-- PROVIDED ENTRIES follows --

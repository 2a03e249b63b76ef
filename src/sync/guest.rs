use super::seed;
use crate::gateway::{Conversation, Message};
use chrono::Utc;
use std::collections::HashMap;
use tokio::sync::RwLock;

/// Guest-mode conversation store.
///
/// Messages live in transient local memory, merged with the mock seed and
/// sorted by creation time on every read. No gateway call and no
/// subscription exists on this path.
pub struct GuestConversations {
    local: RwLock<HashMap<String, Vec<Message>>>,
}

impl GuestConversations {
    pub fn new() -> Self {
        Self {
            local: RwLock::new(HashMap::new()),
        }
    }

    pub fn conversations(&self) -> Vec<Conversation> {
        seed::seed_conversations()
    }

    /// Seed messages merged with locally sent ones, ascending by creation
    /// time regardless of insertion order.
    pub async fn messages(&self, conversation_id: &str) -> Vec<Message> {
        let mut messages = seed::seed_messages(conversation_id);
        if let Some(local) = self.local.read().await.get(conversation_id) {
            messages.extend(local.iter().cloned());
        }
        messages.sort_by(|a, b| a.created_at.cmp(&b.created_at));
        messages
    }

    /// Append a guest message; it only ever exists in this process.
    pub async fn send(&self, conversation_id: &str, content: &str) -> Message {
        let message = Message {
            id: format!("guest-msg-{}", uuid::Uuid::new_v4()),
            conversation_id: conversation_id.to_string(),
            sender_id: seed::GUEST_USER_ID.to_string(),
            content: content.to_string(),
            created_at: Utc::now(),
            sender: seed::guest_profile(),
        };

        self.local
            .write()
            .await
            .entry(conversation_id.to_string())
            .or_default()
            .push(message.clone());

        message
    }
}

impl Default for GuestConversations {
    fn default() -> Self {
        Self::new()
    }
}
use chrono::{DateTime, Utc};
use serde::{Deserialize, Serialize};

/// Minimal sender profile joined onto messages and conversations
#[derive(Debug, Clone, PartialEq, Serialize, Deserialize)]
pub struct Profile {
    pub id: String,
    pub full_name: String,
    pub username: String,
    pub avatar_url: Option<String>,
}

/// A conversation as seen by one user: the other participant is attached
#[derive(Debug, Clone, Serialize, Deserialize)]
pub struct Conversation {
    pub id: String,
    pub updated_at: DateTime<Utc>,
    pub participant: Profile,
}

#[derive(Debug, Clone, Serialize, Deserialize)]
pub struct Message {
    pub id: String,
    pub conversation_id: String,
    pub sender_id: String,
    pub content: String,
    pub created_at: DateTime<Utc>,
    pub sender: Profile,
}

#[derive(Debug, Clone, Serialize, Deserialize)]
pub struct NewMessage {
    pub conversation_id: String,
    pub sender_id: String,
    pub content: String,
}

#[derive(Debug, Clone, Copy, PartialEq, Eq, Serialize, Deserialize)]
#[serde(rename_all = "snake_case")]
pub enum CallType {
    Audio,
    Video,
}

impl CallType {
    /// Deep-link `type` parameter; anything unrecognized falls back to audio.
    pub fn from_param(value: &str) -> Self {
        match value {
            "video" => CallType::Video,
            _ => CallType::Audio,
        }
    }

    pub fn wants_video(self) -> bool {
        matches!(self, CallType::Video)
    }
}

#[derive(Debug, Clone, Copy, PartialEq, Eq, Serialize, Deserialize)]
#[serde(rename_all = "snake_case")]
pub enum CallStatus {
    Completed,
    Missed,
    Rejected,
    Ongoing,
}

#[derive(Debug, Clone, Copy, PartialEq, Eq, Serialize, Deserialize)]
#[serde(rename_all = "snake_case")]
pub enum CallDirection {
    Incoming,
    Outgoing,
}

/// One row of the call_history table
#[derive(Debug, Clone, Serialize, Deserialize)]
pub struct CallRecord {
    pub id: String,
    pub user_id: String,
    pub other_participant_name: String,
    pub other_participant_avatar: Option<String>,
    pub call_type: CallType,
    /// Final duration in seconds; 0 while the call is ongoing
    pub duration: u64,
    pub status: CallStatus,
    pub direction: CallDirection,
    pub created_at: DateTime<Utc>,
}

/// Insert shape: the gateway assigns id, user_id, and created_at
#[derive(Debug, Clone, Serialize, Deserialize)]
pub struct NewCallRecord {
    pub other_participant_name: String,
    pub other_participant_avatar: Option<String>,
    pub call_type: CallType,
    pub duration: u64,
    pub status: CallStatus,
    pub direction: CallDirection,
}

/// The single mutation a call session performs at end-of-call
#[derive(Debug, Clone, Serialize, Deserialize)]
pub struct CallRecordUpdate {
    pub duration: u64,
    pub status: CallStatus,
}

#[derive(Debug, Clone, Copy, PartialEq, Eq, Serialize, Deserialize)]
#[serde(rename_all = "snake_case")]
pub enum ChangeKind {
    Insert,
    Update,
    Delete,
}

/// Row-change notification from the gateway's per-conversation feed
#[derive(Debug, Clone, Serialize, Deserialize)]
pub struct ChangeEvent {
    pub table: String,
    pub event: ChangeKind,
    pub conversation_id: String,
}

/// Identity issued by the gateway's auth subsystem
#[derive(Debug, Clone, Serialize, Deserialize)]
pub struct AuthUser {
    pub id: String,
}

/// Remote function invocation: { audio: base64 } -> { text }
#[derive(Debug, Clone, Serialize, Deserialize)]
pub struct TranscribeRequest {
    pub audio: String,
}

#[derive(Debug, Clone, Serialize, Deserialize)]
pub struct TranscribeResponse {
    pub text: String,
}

-- PROVIDED ENTRIES concluded --
-- PROVIDED ENTRIES follows --

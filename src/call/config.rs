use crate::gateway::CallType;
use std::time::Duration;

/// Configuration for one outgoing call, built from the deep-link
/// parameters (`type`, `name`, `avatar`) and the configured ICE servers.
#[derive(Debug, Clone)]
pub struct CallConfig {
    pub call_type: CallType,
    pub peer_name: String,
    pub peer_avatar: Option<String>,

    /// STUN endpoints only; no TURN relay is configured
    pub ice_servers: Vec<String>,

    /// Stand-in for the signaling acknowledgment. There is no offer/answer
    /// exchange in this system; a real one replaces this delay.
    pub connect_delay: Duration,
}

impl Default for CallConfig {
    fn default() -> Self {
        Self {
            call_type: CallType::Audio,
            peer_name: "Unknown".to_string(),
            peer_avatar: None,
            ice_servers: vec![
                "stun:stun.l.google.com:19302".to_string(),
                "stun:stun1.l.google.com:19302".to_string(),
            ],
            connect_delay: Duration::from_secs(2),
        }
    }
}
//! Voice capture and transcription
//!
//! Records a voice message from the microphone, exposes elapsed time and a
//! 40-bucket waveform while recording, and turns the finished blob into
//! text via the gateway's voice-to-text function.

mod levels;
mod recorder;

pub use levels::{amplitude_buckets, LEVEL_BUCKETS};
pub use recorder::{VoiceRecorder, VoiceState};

-- PROVIDED ENTRIES concluded --
-- PROVIDED ENTRIES follows --

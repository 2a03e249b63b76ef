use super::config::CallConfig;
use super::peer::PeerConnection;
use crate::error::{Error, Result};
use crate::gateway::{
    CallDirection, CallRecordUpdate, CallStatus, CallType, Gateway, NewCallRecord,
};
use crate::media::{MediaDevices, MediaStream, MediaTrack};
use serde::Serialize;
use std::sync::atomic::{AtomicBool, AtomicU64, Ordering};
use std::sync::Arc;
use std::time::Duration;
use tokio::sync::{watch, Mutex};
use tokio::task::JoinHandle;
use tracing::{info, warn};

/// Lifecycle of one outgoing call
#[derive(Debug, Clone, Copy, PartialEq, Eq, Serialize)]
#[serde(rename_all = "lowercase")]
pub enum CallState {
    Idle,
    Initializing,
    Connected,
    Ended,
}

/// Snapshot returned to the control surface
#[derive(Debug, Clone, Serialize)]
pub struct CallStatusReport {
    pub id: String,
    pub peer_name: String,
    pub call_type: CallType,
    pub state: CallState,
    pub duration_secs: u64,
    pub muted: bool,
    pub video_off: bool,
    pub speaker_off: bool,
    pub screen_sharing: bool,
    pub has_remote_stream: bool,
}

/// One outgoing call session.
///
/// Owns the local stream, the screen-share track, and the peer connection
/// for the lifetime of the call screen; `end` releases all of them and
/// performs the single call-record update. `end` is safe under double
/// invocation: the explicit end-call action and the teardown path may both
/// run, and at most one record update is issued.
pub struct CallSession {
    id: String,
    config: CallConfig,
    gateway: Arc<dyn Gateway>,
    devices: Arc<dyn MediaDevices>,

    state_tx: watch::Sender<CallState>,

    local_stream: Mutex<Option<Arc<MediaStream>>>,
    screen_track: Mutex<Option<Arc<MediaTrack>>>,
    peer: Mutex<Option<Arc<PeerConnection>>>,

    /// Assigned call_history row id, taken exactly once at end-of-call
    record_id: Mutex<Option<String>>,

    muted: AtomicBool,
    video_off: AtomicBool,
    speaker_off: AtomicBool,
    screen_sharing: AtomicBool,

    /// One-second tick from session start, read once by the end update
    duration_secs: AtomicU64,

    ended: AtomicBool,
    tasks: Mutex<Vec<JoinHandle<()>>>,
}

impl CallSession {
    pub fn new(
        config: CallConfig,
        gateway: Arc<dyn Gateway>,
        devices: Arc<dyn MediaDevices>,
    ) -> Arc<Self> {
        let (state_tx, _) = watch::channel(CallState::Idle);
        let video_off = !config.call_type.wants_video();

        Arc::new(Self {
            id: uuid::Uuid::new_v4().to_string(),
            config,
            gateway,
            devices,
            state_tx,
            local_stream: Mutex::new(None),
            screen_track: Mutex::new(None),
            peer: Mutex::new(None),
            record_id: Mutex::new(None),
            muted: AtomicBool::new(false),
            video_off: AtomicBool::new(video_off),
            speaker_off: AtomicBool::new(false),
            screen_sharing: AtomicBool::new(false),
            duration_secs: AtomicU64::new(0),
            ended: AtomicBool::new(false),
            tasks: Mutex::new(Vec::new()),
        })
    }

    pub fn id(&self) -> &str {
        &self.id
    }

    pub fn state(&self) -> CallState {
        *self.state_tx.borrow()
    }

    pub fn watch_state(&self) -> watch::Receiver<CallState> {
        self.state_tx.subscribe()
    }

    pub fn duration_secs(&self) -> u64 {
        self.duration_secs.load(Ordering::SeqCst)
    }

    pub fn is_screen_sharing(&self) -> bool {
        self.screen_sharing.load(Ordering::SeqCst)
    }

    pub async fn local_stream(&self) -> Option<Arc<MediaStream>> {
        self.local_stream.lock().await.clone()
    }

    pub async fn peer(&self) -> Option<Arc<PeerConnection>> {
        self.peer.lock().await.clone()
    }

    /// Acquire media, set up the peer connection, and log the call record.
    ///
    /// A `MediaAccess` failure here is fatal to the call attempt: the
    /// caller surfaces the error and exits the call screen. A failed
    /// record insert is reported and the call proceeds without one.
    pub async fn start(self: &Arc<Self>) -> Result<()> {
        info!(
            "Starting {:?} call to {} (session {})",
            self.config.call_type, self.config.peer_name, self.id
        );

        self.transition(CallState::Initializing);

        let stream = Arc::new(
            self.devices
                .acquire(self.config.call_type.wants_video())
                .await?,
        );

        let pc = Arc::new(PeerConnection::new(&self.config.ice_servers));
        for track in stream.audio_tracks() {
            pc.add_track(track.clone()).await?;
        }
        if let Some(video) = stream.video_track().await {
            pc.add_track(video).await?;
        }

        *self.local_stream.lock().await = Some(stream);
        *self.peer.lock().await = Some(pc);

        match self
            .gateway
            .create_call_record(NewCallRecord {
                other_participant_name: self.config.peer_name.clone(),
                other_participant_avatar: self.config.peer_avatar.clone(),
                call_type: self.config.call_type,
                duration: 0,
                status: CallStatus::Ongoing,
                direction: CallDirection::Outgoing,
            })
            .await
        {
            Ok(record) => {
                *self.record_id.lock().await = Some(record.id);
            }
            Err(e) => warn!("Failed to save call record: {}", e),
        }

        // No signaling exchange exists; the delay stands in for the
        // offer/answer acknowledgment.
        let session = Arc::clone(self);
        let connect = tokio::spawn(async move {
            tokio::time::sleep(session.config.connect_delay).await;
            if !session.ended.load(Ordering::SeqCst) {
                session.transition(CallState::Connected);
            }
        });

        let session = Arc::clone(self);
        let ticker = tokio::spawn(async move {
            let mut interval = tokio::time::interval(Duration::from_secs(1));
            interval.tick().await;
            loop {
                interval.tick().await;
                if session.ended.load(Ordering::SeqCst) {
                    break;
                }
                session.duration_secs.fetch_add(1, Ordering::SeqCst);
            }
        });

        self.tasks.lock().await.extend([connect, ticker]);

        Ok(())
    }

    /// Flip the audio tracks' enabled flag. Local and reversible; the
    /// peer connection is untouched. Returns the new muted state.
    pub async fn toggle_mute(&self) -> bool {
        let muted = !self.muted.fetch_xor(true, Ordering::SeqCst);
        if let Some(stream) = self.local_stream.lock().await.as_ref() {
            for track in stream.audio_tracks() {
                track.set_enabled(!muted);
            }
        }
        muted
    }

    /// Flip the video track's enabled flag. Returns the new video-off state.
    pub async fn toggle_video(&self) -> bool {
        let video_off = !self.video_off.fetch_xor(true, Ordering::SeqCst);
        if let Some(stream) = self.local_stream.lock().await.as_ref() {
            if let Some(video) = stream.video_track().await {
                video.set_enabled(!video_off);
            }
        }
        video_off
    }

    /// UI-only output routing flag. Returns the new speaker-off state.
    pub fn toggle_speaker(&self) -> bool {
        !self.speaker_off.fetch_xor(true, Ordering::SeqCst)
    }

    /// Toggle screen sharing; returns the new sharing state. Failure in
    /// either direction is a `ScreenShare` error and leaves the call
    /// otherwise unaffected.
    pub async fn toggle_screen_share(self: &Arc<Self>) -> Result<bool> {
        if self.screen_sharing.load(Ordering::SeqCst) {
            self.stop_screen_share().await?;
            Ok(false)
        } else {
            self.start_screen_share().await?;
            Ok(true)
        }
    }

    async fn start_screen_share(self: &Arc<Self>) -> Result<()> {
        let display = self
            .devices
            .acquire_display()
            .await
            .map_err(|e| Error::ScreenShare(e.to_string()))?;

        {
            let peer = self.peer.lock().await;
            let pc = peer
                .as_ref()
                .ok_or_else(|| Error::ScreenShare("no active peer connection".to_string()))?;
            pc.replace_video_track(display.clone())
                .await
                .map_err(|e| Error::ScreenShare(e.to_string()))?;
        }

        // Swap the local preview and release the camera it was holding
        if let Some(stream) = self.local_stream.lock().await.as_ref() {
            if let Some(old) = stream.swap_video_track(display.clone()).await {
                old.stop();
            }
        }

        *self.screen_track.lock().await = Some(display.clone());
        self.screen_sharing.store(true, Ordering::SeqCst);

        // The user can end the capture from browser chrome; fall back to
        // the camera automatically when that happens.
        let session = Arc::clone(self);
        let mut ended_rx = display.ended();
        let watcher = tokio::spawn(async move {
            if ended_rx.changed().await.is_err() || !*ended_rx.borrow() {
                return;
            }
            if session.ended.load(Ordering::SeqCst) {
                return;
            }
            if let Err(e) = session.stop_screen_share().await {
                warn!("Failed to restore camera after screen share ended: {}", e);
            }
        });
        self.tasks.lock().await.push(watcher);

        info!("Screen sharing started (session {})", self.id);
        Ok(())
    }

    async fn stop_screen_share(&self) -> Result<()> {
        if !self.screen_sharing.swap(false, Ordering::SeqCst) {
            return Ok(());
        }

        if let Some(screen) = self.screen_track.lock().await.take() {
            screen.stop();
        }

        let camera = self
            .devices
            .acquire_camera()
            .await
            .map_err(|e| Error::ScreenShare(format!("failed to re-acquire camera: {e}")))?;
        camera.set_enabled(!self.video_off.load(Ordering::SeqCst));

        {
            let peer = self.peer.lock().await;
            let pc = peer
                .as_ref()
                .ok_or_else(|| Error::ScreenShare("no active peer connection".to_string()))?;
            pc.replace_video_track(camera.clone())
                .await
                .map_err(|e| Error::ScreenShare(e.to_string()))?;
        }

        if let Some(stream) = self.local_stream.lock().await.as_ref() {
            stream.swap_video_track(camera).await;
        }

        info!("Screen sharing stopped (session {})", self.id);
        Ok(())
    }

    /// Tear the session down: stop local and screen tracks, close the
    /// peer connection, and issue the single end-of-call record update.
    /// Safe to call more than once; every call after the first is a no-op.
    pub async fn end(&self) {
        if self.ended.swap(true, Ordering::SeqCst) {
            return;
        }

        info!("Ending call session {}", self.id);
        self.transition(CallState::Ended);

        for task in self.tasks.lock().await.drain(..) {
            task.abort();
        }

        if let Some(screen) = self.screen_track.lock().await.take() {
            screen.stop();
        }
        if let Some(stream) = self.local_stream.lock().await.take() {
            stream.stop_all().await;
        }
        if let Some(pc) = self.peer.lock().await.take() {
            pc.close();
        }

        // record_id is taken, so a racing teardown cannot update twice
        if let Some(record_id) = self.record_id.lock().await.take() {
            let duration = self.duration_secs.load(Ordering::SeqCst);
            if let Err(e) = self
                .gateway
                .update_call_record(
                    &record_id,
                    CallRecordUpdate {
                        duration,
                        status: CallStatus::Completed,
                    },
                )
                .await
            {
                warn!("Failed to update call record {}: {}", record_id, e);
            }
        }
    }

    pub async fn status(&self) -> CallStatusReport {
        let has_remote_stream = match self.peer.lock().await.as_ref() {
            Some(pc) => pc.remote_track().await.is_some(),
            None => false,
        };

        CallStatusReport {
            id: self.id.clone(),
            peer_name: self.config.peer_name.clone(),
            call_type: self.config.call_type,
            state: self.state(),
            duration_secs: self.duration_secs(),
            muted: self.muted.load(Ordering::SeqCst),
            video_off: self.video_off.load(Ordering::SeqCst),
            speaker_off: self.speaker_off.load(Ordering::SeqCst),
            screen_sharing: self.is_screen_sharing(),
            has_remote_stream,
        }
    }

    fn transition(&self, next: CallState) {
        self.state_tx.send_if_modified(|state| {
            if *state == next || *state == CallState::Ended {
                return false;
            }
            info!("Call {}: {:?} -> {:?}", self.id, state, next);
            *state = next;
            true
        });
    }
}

-- PROVIDED ENTRIES concluded --

**GOAL OF THE EXERCISE**
From the listing above, copy all lines holding the word "Result".

**OUTPUT OF THE TASK**
use crate::error::{Error, Result};
    pub async fn start(self: &Arc<Self>) -> Result<()> {
    pub async fn toggle_screen_share(self: &Arc<Self>) -> Result<bool> {
    async fn start_screen_share(self: &Arc<Self>) -> Result<()> {
    async fn stop_screen_share(&self) -> Result<()> {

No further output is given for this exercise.